Diário do Alentejo

Carpideira
Opinião

Carpideira

Vítor Encarnação

18 de julho 2025 - 08:00

A família sabia que não tinha lágrimas suficientes para um dia e uma noite inteira de velório. Durante a sua vida, o defunto não criara ligações emocionais que justificassem grande dor, muito menos um choro pegado desde o óbito até ao enterro. Há pessoas que vivem mais fora da família, umas por desentendimento, outras por necessidade, há famílias que não percebem a natureza do indivíduo e por isso olham para ele como uma espécie de intruso, um corpo onde não devia correr o mesmo sangue.

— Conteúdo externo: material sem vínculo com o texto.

//! Cron expression parsing and next-occurrence search.
//!
//! Supports standard 5-field expressions (minute, hour, day-of-month,
//! month, day-of-week) and extended 6-field expressions with a leading
//! seconds field. Fields accept `*`, single values, ranges, steps, lists,
//! and three-letter month/weekday names; `7` is accepted as Sunday.
//!
//! Day-of-month and day-of-week combine with the classical convention:
//! when both fields are restricted a day matches if *either* matches,
//! otherwise both must match.

use chrono::{
    DateTime, Datelike, Duration, LocalResult, NaiveDate, NaiveDateTime, NaiveTime, TimeZone,
    Timelike,
};
use thiserror::Error;

/// Upper bound on the forward search. A cron expression with no occurrence
/// within this window (e.g. `0 0 30 2 *`) is treated as unsatisfiable.
const SEARCH_HORIZON_DAYS: i64 = 366 * 4;

const MONTH_NAMES: &[&str] = &[
    "jan", "feb", "mar", "apr", "may", "jun", "jul", "aug", "sep", "oct", "nov", "dec",
];

const DAY_NAMES: &[&str] = &["sun", "mon", "tue", "wed", "thu", "fri", "sat"];

/// Errors that can occur when parsing a cron expression.
#[derive(Debug, Clone, PartialEq, Eq, Error)]
pub enum CronError {
    /// Wrong number of whitespace-separated fields.
    #[error("expected 5 or 6 fields, got {0}")]
    FieldCount(usize),

    /// A field term could not be parsed.
    #[error("invalid field term: {0:?}")]
    InvalidField(String),

    /// A field value is outside the permitted range.
    #[error("value {value} out of range {min}..={max}")]
    OutOfRange { value: u32, min: u32, max: u32 },
}

/// Set of permitted values for one cron field, as a bitmask.
#[derive(Debug, Clone, Copy, PartialEq, Eq)]
struct FieldSet {
    mask: u64,
    /// False only when the field was the bare wildcard `*`.
    restricted: bool,
}

impl FieldSet {
    fn exactly(value: u32) -> Self {
        Self {
            mask: 1u64 << value,
            restricted: true,
        }
    }

    fn contains(&self, value: u32) -> bool {
        value < 64 && self.mask & (1u64 << value) != 0
    }

    fn next_at_or_after(&self, from: u32, max: u32) -> Option<u32> {
        (from..=max).find(|v| self.contains(*v))
    }

    /// Remap `7` to `0` in the day-of-week field.
    fn fold_sunday(&mut self) {
        if self.contains(7) {
            self.mask &= !(1u64 << 7);
            self.mask |= 1;
        }
    }
}

/// A parsed cron expression.
#[derive(Debug, Clone, PartialEq, Eq)]
pub struct CronExpr {
    seconds: FieldSet,
    minutes: FieldSet,
    hours: FieldSet,
    days_of_month: FieldSet,
    months: FieldSet,
    days_of_week: FieldSet,
}

impl CronExpr {
    /// Parse a 5- or 6-field cron expression.
    ///
    /// A 5-field expression fires at second zero of each matching minute.
    pub fn parse(expr: &str) -> Result<Self, CronError> {
        let fields: Vec<&str> = expr.split_whitespace().collect();
        let offset = match fields.len() {
            5 => 0,
            6 => 1,
            n => return Err(CronError::FieldCount(n)),
        };

        let seconds = if offset == 1 {
            Self::parse_field(fields[0], 0, 59, &[])?
        } else {
            FieldSet::exactly(0)
        };
        let minutes = Self::parse_field(fields[offset], 0, 59, &[])?;
        let hours = Self::parse_field(fields[offset + 1], 0, 23, &[])?;
        let days_of_month = Self::parse_field(fields[offset + 2], 1, 31, &[])?;
        let months = Self::parse_field(fields[offset + 3], 1, 12, MONTH_NAMES)?;
        let mut days_of_week = Self::parse_field(fields[offset + 4], 0, 7, DAY_NAMES)?;
        days_of_week.fold_sunday();

        Ok(Self {
            seconds,
            minutes,
            hours,
            days_of_month,
            months,
            days_of_week,
        })
    }

    /// Parse a single field into its value set.
    fn parse_field(
        spec: &str,
        min: u32,
        max: u32,
        names: &[&str],
    ) -> Result<FieldSet, CronError> {
        if spec.is_empty() {
            return Err(CronError::InvalidField(spec.to_string()));
        }

        let mut mask: u64 = 0;
        for term in spec.split(',') {
            let (range, step) = match term.split_once('/') {
                Some((range, step)) => {
                    let step: u32 = step
                        .parse()
                        .map_err(|_| CronError::InvalidField(term.to_string()))?;
                    if step == 0 {
                        return Err(CronError::InvalidField(term.to_string()));
                    }
                    (range, step)
                }
                None => (term, 1),
            };

            let (lo, hi) = if range == "*" {
                (min, max)
            } else if let Some((a, b)) = range.split_once('-') {
                (
                    Self::parse_value(a, min, max, names)?,
                    Self::parse_value(b, min, max, names)?,
                )
            } else {
                let value = Self::parse_value(range, min, max, names)?;
                // A bare value with a step means "from value to max".
                if term.contains('/') {
                    (value, max)
                } else {
                    (value, value)
                }
            };

            if lo > hi {
                return Err(CronError::InvalidField(term.to_string()));
            }

            let mut v = lo;
            while v <= hi {
                mask |= 1u64 << v;
                v += step;
            }
        }

        Ok(FieldSet {
            mask,
            restricted: spec != "*",
        })
    }

    /// Parse a numeric value or a three-letter name.
    fn parse_value(s: &str, min: u32, max: u32, names: &[&str]) -> Result<u32, CronError> {
        let value = if let Ok(n) = s.parse::<u32>() {
            n
        } else {
            let lower = s.to_ascii_lowercase();
            let pos = names
                .iter()
                .position(|name| *name == lower)
                .ok_or_else(|| CronError::InvalidField(s.to_string()))?;
            // Name tables start at the field minimum.
            min + pos as u32
        };
        if value < min || value > max {
            return Err(CronError::OutOfRange { value, min, max });
        }
        Ok(value)
    }

    /// Find the first instant strictly after `after` that matches this
    /// expression, evaluated in `after`'s timezone.
    ///
    /// Ambiguous local times (DST fall-back) resolve to the earlier
    /// instant; nonexistent local times (spring-forward gap) are skipped.
    pub fn next_after<Tz: TimeZone>(&self, after: DateTime<Tz>) -> Option<DateTime<Tz>> {
        let tz = after.timezone();
        let start = (after.naive_local() + Duration::seconds(1)).with_nanosecond(0)?;
        let horizon = start.date() + Duration::days(SEARCH_HORIZON_DAYS);

        let mut date = start.date();
        let mut floor = Some(start.time());

        while date <= horizon {
            if !self.months.contains(date.month()) {
                date = next_month_start(date)?;
                floor = None;
                continue;
            }
            if !self.day_matches(date) {
                date = date.succ_opt()?;
                floor = None;
                continue;
            }

            let mut t = floor.take().unwrap_or(NaiveTime::MIN);
            loop {
                let Some(matched) = self.next_time_at_or_after(t) else {
                    break;
                };
                match tz.from_local_datetime(&NaiveDateTime::new(date, matched)) {
                    LocalResult::Single(dt) => return Some(dt),
                    LocalResult::Ambiguous(earliest, _) => return Some(earliest),
                    LocalResult::None => {
                        let (bumped, wrapped) = matched.overflowing_add_signed(Duration::seconds(1));
                        if wrapped != 0 {
                            break;
                        }
                        t = bumped;
                    }
                }
            }

            date = date.succ_opt()?;
        }

        None
    }

    /// Day match under the classical DOM/DOW combination rule.
    fn day_matches(&self, date: NaiveDate) -> bool {
        let dom = self.days_of_month.contains(date.day());
        let dow = self
            .days_of_week
            .contains(date.weekday().num_days_from_sunday());
        if self.days_of_month.restricted && self.days_of_week.restricted {
            dom || dow
        } else {
            dom && dow
        }
    }

    /// Smallest matching time-of-day at or after `t`, if any remains today.
    fn next_time_at_or_after(&self, t: NaiveTime) -> Option<NaiveTime> {
        let mut h = t.hour();
        let mut m = t.minute();
        let mut s = t.second();
        loop {
            let nh = self.hours.next_at_or_after(h, 23)?;
            if nh != h {
                h = nh;
                m = 0;
                s = 0;
            }
            let nm = match self.minutes.next_at_or_after(m, 59) {
                Some(v) => v,
                None => {
                    h += 1;
                    if h > 23 {
                        return None;
                    }
                    m = 0;
                    s = 0;
                    continue;
                }
            };
            if nm != m {
                m = nm;
                s = 0;
            }
            match self.seconds.next_at_or_after(s, 59) {
                Some(ns) => return NaiveTime::from_hms_opt(h, m, ns),
                None => {
                    m += 1;
                    s = 0;
                    if m > 59 {
                        h += 1;
                        m = 0;
                        if h > 23 {
                            return None;
                        }
                    }
                }
            }
        }
    }
}

fn next_month_start(date: NaiveDate) -> Option<NaiveDate> {
    if date.month() == 12 {
        NaiveDate::from_ymd_opt(date.year() + 1, 1, 1)
    } else {
        NaiveDate::from_ymd_opt(date.year(), date.month() + 1, 1)
    }
}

Mas eram tempos em que a mágoa da morte tinha de se fazer ouvir, a perda de um ente próximo não aceitava silêncio. Uma esposa não devia permitir que houvesse silêncio, mesmo que a morte do esposo tivesse sido uma bênção. A família tinha de ir comprar luto, choro, lágrimas e ladainhas. E havia quem as vendesse à hora, havia quem soubesse acumular em si toda a dor e todo o negro mistério da morte. Encontraram uma carpideira que não quis dinheiro, encontraram uma que começou logo a chorar assim que lhe disseram que o homem tinha morrido. Acharam estranho um choro tão precoce, tão intenso, mas se calhar era porque ela era muito boa na sua função. A mulher chegou carregada de luto. Ao lado da viúva, era um negrume e uma fonte de ais. Quem não sabia, era a ela que se dirigia. A família ia e vinha, a viúva ia e demorava a voltar e a mulher ali estava encostada ao caixão, talvez rezando, dizendo coisas que só ela e o morto percebiam, parecia que falavam um com o outro. O  morto parecia chorar, foi uma lágrima dela que lhe caiu no rosto. A meio da noite, quase todos saíram da casa mortuária e os poucos que ficaram adormeceram. Ela pegou-lhe na mão e beijou-o. Era a primeira vez que lhe tocava.